TASK INSTRUCTIONS:
From the records below, extract only the lines running from the line with "use bigshot_core::task_state::TaskState;" to the line with "its correlation id.", both lines included, reproducing them exactly.

Stored data entries
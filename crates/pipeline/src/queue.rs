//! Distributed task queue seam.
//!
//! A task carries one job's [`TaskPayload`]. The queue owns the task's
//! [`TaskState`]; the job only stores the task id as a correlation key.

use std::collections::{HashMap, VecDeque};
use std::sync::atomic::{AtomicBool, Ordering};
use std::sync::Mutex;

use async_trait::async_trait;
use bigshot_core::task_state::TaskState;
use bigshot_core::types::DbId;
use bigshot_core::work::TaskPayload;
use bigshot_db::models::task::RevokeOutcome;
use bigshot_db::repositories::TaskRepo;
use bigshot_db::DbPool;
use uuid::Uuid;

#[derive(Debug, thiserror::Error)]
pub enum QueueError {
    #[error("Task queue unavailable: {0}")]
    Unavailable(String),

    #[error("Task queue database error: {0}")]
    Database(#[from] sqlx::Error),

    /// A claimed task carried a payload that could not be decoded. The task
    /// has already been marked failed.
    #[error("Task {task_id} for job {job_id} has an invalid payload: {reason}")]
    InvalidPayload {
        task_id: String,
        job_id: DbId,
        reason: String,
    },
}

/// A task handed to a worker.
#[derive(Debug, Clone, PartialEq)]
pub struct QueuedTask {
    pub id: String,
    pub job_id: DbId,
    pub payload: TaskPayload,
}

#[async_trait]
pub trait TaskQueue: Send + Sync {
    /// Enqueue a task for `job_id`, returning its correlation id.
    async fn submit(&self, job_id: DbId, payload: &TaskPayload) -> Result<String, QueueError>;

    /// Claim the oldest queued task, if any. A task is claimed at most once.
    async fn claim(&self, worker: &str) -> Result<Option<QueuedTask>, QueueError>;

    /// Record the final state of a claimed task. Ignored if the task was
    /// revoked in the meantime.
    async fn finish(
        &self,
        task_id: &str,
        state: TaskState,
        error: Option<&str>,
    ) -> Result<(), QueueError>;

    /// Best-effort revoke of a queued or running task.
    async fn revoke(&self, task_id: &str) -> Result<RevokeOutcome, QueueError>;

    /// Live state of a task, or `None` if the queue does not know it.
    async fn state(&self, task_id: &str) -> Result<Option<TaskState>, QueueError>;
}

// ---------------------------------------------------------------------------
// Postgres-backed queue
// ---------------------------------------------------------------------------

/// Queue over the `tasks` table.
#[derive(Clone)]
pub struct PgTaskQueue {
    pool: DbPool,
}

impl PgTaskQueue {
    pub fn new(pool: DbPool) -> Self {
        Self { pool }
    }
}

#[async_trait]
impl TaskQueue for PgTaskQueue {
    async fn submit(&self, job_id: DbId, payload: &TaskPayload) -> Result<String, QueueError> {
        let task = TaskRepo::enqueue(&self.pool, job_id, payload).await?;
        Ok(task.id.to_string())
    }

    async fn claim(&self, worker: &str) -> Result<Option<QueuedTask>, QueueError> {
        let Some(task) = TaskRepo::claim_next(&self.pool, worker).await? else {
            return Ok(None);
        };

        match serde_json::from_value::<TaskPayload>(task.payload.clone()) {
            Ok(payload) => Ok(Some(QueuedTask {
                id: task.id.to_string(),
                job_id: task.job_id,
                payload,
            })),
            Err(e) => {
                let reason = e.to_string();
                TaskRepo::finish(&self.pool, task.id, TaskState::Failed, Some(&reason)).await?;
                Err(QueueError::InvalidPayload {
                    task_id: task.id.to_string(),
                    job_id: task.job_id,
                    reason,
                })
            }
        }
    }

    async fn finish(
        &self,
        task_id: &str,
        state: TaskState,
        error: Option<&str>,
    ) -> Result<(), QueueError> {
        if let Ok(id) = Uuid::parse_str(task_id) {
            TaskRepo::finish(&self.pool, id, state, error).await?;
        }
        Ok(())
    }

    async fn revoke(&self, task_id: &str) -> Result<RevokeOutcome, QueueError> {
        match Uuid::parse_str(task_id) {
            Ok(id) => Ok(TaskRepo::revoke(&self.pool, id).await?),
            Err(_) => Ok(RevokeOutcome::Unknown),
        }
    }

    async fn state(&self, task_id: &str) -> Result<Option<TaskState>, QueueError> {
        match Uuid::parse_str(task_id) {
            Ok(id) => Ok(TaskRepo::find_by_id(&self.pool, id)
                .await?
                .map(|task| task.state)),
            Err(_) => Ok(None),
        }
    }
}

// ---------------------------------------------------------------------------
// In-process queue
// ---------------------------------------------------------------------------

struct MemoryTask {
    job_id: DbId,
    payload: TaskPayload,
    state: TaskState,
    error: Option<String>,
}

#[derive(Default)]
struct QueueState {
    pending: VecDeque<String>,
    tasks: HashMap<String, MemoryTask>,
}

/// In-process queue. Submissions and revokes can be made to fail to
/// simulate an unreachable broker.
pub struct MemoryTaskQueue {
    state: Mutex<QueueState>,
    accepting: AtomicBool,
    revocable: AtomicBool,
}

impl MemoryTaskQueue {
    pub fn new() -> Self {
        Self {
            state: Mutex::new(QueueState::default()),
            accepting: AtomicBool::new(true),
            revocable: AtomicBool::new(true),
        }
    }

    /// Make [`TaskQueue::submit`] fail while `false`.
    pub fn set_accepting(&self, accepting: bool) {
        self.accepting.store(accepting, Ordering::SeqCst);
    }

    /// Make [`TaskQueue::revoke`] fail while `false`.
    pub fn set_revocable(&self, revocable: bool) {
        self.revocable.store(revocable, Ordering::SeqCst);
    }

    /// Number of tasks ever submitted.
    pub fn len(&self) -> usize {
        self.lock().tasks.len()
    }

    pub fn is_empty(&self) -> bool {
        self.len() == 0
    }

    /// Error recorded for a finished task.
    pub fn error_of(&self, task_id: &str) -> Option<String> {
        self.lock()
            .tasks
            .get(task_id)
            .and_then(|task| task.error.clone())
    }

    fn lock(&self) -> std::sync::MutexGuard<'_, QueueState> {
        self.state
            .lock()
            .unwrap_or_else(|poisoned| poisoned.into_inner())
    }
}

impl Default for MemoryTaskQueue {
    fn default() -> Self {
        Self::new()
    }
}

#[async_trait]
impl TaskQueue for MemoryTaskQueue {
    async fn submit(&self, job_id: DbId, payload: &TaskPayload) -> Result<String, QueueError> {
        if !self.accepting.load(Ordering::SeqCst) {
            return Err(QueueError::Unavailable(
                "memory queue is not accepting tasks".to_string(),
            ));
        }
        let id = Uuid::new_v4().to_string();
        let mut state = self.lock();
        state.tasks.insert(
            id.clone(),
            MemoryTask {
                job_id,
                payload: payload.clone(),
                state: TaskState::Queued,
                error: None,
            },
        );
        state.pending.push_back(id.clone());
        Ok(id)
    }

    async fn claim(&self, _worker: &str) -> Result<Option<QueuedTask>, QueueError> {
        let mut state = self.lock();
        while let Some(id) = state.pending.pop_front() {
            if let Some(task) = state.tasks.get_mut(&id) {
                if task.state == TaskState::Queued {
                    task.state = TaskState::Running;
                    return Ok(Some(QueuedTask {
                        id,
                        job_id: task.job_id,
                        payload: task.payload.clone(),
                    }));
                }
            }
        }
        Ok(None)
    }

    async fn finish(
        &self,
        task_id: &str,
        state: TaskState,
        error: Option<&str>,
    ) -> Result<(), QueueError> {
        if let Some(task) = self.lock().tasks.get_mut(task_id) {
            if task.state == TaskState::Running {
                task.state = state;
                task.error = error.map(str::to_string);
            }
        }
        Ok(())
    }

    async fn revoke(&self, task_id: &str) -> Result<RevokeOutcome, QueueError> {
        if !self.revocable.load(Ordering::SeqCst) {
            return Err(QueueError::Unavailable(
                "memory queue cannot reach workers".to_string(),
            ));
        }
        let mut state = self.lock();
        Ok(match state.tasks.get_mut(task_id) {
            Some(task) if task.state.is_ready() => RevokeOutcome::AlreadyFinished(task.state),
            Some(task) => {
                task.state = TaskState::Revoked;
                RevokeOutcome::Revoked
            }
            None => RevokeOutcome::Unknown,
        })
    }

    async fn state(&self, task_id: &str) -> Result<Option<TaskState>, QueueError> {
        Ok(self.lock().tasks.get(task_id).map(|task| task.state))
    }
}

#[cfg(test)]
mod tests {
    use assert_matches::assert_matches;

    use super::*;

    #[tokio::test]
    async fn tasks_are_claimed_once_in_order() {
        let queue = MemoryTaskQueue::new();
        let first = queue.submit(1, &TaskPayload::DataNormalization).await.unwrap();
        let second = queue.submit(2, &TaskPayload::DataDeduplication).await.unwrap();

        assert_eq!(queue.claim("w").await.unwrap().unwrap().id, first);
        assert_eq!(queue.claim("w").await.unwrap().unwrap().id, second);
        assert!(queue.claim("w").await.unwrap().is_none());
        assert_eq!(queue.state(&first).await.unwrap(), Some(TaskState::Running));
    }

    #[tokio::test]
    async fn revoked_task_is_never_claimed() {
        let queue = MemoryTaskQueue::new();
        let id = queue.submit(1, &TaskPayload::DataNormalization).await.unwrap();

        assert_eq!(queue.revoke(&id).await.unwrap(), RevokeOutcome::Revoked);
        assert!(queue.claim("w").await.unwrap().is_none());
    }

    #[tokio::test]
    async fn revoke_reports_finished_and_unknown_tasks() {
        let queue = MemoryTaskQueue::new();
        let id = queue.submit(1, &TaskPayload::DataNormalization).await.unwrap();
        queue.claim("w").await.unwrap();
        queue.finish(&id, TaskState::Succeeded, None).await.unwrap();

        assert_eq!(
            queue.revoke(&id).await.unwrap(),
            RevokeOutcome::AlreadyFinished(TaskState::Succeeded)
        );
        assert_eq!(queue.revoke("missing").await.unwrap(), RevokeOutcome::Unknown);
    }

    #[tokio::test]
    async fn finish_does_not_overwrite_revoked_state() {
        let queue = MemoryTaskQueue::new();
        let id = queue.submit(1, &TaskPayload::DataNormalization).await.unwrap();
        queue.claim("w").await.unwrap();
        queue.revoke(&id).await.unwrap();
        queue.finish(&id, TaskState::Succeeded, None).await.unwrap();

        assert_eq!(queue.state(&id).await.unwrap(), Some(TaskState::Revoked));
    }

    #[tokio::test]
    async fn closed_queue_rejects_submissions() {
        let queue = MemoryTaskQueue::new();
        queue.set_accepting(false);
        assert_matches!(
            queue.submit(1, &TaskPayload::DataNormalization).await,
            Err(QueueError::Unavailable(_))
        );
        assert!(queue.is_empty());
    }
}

* * *

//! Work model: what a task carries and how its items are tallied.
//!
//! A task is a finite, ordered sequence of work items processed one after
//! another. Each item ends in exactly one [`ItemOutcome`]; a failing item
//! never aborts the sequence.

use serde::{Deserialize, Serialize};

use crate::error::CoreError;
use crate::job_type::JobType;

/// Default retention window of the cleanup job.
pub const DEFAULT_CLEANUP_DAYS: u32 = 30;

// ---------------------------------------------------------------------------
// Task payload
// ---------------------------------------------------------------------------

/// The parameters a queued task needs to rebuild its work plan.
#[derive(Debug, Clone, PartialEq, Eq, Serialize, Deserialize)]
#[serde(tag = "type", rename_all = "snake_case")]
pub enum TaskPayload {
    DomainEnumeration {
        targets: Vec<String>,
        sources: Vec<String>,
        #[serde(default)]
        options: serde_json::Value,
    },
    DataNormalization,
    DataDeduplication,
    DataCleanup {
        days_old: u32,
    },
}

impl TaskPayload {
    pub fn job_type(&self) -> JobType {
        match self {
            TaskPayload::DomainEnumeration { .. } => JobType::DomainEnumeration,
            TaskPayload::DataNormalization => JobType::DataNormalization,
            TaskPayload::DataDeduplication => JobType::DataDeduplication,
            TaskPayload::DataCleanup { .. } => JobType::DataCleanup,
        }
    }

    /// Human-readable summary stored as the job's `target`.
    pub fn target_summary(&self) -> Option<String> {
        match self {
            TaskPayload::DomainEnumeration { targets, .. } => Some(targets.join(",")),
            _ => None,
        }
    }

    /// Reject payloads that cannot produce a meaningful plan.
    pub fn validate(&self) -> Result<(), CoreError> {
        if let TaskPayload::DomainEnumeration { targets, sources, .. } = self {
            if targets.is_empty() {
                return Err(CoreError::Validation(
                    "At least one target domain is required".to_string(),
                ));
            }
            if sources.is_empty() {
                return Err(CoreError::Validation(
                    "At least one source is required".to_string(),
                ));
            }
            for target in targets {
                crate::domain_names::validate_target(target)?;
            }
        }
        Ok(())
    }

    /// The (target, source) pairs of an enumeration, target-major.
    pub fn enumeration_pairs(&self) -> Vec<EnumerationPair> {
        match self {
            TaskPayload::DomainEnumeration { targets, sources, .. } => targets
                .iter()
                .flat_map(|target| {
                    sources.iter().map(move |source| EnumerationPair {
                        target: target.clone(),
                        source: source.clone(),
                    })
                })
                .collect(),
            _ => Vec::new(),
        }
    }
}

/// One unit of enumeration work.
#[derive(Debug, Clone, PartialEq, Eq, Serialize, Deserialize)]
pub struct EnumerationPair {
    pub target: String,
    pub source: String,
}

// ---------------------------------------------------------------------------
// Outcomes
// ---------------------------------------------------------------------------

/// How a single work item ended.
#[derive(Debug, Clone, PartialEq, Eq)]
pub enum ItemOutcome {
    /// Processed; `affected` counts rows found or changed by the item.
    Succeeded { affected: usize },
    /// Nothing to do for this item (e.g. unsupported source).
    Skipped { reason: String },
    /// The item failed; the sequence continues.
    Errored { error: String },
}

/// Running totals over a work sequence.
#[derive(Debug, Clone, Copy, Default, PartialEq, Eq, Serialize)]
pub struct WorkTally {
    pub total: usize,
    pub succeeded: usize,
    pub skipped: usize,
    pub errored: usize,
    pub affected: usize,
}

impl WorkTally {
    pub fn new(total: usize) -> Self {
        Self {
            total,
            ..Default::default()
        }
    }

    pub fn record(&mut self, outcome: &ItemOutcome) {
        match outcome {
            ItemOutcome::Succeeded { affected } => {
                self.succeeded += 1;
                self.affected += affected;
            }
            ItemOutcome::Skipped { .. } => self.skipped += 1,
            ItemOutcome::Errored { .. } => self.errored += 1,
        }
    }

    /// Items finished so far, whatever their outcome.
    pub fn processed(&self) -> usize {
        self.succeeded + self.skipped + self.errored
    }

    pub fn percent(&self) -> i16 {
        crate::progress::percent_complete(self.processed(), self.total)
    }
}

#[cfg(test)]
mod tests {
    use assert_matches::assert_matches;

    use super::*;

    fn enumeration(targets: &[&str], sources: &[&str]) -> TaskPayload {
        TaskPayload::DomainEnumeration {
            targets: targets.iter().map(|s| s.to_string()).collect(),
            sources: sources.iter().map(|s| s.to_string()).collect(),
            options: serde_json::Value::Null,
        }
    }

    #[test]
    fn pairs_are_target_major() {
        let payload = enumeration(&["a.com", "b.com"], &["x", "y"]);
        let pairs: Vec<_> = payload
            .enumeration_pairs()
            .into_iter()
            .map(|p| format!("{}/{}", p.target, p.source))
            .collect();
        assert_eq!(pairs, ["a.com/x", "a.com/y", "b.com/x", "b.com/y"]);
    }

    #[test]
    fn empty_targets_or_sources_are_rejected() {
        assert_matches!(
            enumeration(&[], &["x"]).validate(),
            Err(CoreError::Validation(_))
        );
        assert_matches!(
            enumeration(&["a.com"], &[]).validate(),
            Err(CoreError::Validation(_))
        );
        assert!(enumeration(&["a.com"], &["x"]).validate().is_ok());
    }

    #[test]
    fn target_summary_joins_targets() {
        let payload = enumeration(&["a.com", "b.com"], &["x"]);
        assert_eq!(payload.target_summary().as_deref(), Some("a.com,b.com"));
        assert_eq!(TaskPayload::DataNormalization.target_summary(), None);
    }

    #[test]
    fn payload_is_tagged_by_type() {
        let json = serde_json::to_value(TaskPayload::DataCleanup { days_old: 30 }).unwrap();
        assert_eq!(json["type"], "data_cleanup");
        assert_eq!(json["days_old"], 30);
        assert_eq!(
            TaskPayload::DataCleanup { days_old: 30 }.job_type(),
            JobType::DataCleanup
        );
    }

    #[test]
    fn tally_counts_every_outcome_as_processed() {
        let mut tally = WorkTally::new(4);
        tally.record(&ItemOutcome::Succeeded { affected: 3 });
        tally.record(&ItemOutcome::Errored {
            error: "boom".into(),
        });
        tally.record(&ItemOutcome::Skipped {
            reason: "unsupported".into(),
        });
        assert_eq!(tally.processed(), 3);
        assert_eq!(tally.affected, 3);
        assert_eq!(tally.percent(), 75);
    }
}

SOLUTION:
use bigshot_core::task_state::TaskState;
use bigshot_core::types::DbId;
use bigshot_core::work::TaskPayload;
use bigshot_db::models::task::RevokeOutcome;
use bigshot_db::repositories::TaskRepo;
use bigshot_db::DbPool;
use uuid::Uuid;

#[derive(Debug, thiserror::Error)]
pub enum QueueError {
    #[error("Task queue unavailable: {0}")]
    Unavailable(String),

    #[error("Task queue database error: {0}")]
    Database(#[from] sqlx::Error),

    /// A claimed task carried a payload that could not be decoded. The task
    /// has already been marked failed.
    #[error("Task {task_id} for job {job_id} has an invalid payload: {reason}")]
    InvalidPayload {
        task_id: String,
        job_id: DbId,
        reason: String,
    },
}

/// A task handed to a worker.
#[derive(Debug, Clone, PartialEq)]
pub struct QueuedTask {
    pub id: String,
    pub job_id: DbId,
    pub payload: TaskPayload,
}

#[async_trait]
pub trait TaskQueue: Send + Sync {
    /// Enqueue a task for `job_id`, returning its correlation id.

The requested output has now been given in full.